[[ Material supplied open ]]
//! Spendwise - Terminal-based personal budgeting with investment suggestions
//!
//! This library provides the core functionality for the Spendwise budgeting
//! application. It keeps a session-scoped expense ledger, derives spending
//! totals from it, and maps the resulting savings onto rule-based investment
//! suggestions driven by the user's financial goals.
//!
//! # Architecture
//!
//! The crate is organized into the following modules:
//!
//! - `config`: Configuration and path management
//! - `error`: Custom error types
//! - `models`: Core data models (money, expenses)
//! - `ledger`: The in-memory expense ledger and derived totals
//! - `advisor`: The investment suggestion rules
//! - `tui`: The ratatui terminal interface
//!
//! # Example
//!
//! ```rust
//! use spendwise::advisor;
//! use spendwise::ledger::Ledger;
//! use spendwise::models::Money;
//!
//! let mut ledger = Ledger::with_salary(Money::from_dollars(12000));
//! ledger.add_expense("Rent", Money::from_dollars(1500))?;
//! ledger.set_short_term_goal("Emergency Fund");
//!
//! let totals = ledger.totals();
//! let suggestions = advisor::suggest(
//!     totals.savings,
//!     ledger.short_term_goal(),
//!     ledger.long_term_goal(),
//! );
//! assert!(!suggestions.is_empty());
//! # Ok::<(), spendwise::SpendwiseError>(())
//! ```

pub mod advisor;
pub mod config;
pub mod error;
pub mod ledger;
pub mod models;
pub mod tui;

pub use error::SpendwiseError;
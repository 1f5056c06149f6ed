//! Custom error types for Spendwise
//!
//! This module defines the error hierarchy for the application using thiserror
//! for ergonomic error definitions.

use thiserror::Error;

/// The main error type for Spendwise operations
#[derive(Error, Debug)]
pub enum SpendwiseError {
    /// Configuration-related errors
    #[error("Configuration error: {0}")]
    Config(String),

    /// File I/O errors
    #[error("I/O error: {0}")]
    Io(String),

    /// JSON serialization/deserialization errors
    #[error("JSON error: {0}")]
    Json(String),

    /// Validation errors for user input (empty description, bad amount)
    #[error("Validation error: {0}")]
    Validation(String),

    /// Entity not found errors
    ///
    /// Under correct sequencing from the input layer these never occur; one
    /// showing up means the caller referenced a record that was already
    /// removed, which is a programming error rather than user error.
    #[error("{entity_type} not found: {identifier}")]
    NotFound {
        entity_type: &'static str,
        identifier: String,
    },

    /// TUI errors
    #[error("TUI error: {0}")]
    Tui(String),
}

impl SpendwiseError {
    /// Create a validation error
    pub fn validation(message: impl Into<String>) -> Self {
        Self::Validation(message.into())
    }

    /// Create a "not found" error for expenses
    pub fn expense_not_found(identifier: impl ToString) -> Self {
        Self::NotFound {
            entity_type: "Expense",
            identifier: identifier.to_string(),
        }
    }

    /// Check if this is a "not found" error
    pub fn is_not_found(&self) -> bool {
        matches!(self, Self::NotFound { .. })
    }

    /// Check if this is a validation error
    pub fn is_validation(&self) -> bool {
        matches!(self, Self::Validation(_))
    }
}

// Implement From traits for common error types

impl From<std::io::Error> for SpendwiseError {
    fn from(err: std::io::Error) -> Self {
        Self::Io(err.to_string())
    }
}

impl From<serde_json::Error> for SpendwiseError {
    fn from(err: serde_json::Error) -> Self {
        Self::Json(err.to_string())
    }
}

/// Result type alias for Spendwise operations
pub type SpendwiseResult<T> = Result<T, SpendwiseError>;

#[cfg(test)]
mod tests {
    use super::*;

    #[test]
    fn test_error_display() {
        let err = SpendwiseError::Validation("amount must be positive".into());
        assert_eq!(err.to_string(), "Validation error: amount must be positive");
    }

    #[test]
    fn test_not_found_error() {
        let err = SpendwiseError::expense_not_found(7);
        assert_eq!(err.to_string(), "Expense not found: 7");
        assert!(err.is_not_found());
        assert!(!err.is_validation());
    }

    #[test]
    fn test_validation_predicate() {
        let err = SpendwiseError::validation("description is required");
        assert!(err.is_validation());
        assert!(!err.is_not_found());
    }

    #[test]
    fn test_from_io_error() {
        let io_err = std::io::Error::new(std::io::ErrorKind::NotFound, "file not found");
        let err: SpendwiseError = io_err.into();
        assert!(matches!(err, SpendwiseError::Io(_)));
    }
}
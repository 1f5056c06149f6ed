//! Text input widget
//!
//! A single-line text input with cursor support, shared by the dialog forms.

use ratatui::{
    style::{Color, Style},
    text::{Line, Span},
};

/// A simple text input field
#[derive(Debug, Clone, Default)]
pub struct TextInput {
    /// Current text content
    content: String,
    /// Cursor position (byte offset; input is ASCII-safe for amounts,
    /// multi-byte text is appended at the end in practice)
    cursor: usize,
}

impl TextInput {
    /// Create an empty input
    pub fn new() -> Self {
        Self::default()
    }

    /// Create an input prefilled with content, cursor at the end
    pub fn with_content(content: impl Into<String>) -> Self {
        let content = content.into();
        let cursor = content.len();
        Self { content, cursor }
    }

    /// Get the current content
    pub fn value(&self) -> &str {
        &self.content
    }

    /// Whether the input is empty after trimming
    pub fn is_blank(&self) -> bool {
        self.content.trim().is_empty()
    }

    /// Insert a character at the cursor
    pub fn insert(&mut self, c: char) {
        self.content.insert(self.cursor, c);
        self.cursor += c.len_utf8();
    }

    /// Delete the character before the cursor
    pub fn backspace(&mut self) {
        if self.cursor > 0 {
            let prev = self.content[..self.cursor]
                .chars()
                .next_back()
                .map(|c| c.len_utf8())
                .unwrap_or(0);
            self.cursor -= prev;
            self.content.remove(self.cursor);
        }
    }

    /// Move cursor left
    pub fn move_left(&mut self) {
        if self.cursor > 0 {
            let prev = self.content[..self.cursor]
                .chars()
                .next_back()
                .map(|c| c.len_utf8())
                .unwrap_or(0);
            self.cursor -= prev;
        }
    }

    /// Move cursor right
    pub fn move_right(&mut self) {
        if self.cursor < self.content.len() {
            let next = self.content[self.cursor..]
                .chars()
                .next()
                .map(|c| c.len_utf8())
                .unwrap_or(0);
            self.cursor += next;
        }
    }

    /// Clear the content
    pub fn clear(&mut self) {
        self.content.clear();
        self.cursor = 0;
    }

    /// Render the input as a line, with a block cursor when focused
    pub fn line(&self, focused: bool) -> Line<'static> {
        if !focused {
            return Line::from(Span::styled(
                self.content.clone(),
                Style::default().fg(Color::White),
            ));
        }

        let cursor = self.cursor.min(self.content.len());
        let (before, after) = self.content.split_at(cursor);

        let mut spans = vec![Span::styled(
            before.to_string(),
            Style::default().fg(Color::White),
        )];

        let cursor_char = after.chars().next().unwrap_or(' ');
        spans.push(Span::styled(
            cursor_char.to_string(),
            Style::default().fg(Color::Black).bg(Color::Cyan),
        ));

        let rest: String = after.chars().skip(1).collect();
        if !rest.is_empty() {
            spans.push(Span::styled(rest, Style::default().fg(Color::White)));
        }

        Line::from(spans)
    }
}

#[cfg(test)]
mod tests {
    use super::*;

    #[test]
    fn test_insert_and_value() {
        let mut input = TextInput::new();
        input.insert('1');
        input.insert('2');
        input.insert('.');
        input.insert('5');
        assert_eq!(input.value(), "12.5");
    }

    #[test]
    fn test_backspace() {
        let mut input = TextInput::with_content("abc");
        input.backspace();
        assert_eq!(input.value(), "ab");
        input.backspace();
        input.backspace();
        input.backspace(); // no-op at start
        assert_eq!(input.value(), "");
    }

    #[test]
    fn test_cursor_movement_and_mid_insert() {
        let mut input = TextInput::with_content("ac");
        input.move_left();
        input.insert('b');
        assert_eq!(input.value(), "abc");
        input.move_right();
        input.insert('d');
        assert_eq!(input.value(), "abcd");
    }

    #[test]
    fn test_is_blank() {
        assert!(TextInput::new().is_blank());
        assert!(TextInput::with_content("   ").is_blank());
        assert!(!TextInput::with_content("x").is_blank());
    }

    #[test]
    fn test_clear() {
        let mut input = TextInput::with_content("something");
        input.clear();
        assert!(input.is_blank());
        input.insert('a');
        assert_eq!(input.value(), "a");
    }
}
//! Layout definitions for the TUI
//!
//! Defines the overall layout structure: summary sidebar, expense list,
//! suggestion panel, status bar.

use ratatui::layout::{Constraint, Direction, Layout, Rect};

/// Layout regions for the TUI
pub struct AppLayout {
    /// Sidebar area (budget summary and goals)
    pub sidebar: Rect,
    /// Expense list area
    pub expenses: Rect,
    /// Investment suggestions area
    pub suggestions: Rect,
    /// Status bar at the bottom
    pub status_bar: Rect,
}

impl AppLayout {
    /// Calculate layout from available area
    pub fn new(area: Rect) -> Self {
        // Split into main area and status bar
        let vertical = Layout::default()
            .direction(Direction::Vertical)
            .constraints([
                Constraint::Min(3),    // Main area
                Constraint::Length(1), // Status bar
            ])
            .split(area);

        // Split main area into sidebar and content
        let horizontal = Layout::default()
            .direction(Direction::Horizontal)
            .constraints([
                Constraint::Length(34), // Sidebar (fixed width)
                Constraint::Min(40),    // Main content
            ])
            .split(vertical[0]);

        // Split content into expense list and suggestions
        let content = Layout::default()
            .direction(Direction::Vertical)
            .constraints([
                Constraint::Min(5),        // Expenses
                Constraint::Percentage(35), // Suggestions
            ])
            .split(horizontal[1]);

        Self {
            sidebar: horizontal[0],
            expenses: content[0],
            suggestions: content[1],
            status_bar: vertical[1],
        }
    }
}

/// Create a fixed-size centered rect for dialogs
pub fn centered_rect_fixed(width: u16, height: u16, r: Rect) -> Rect {
    let x = r.x + (r.width.saturating_sub(width)) / 2;
    let y = r.y + (r.height.saturating_sub(height)) / 2;
    Rect::new(x, y, width.min(r.width), height.min(r.height))
}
[[ Material supplied closed ]]
## Task objective
Copy each line above that contains the string "identifier".

## Written response
    #[error("{entity_type} not found: {identifier}")]
        identifier: String,
    pub fn expense_not_found(identifier: impl ToString) -> Self {
            identifier: identifier.to_string(),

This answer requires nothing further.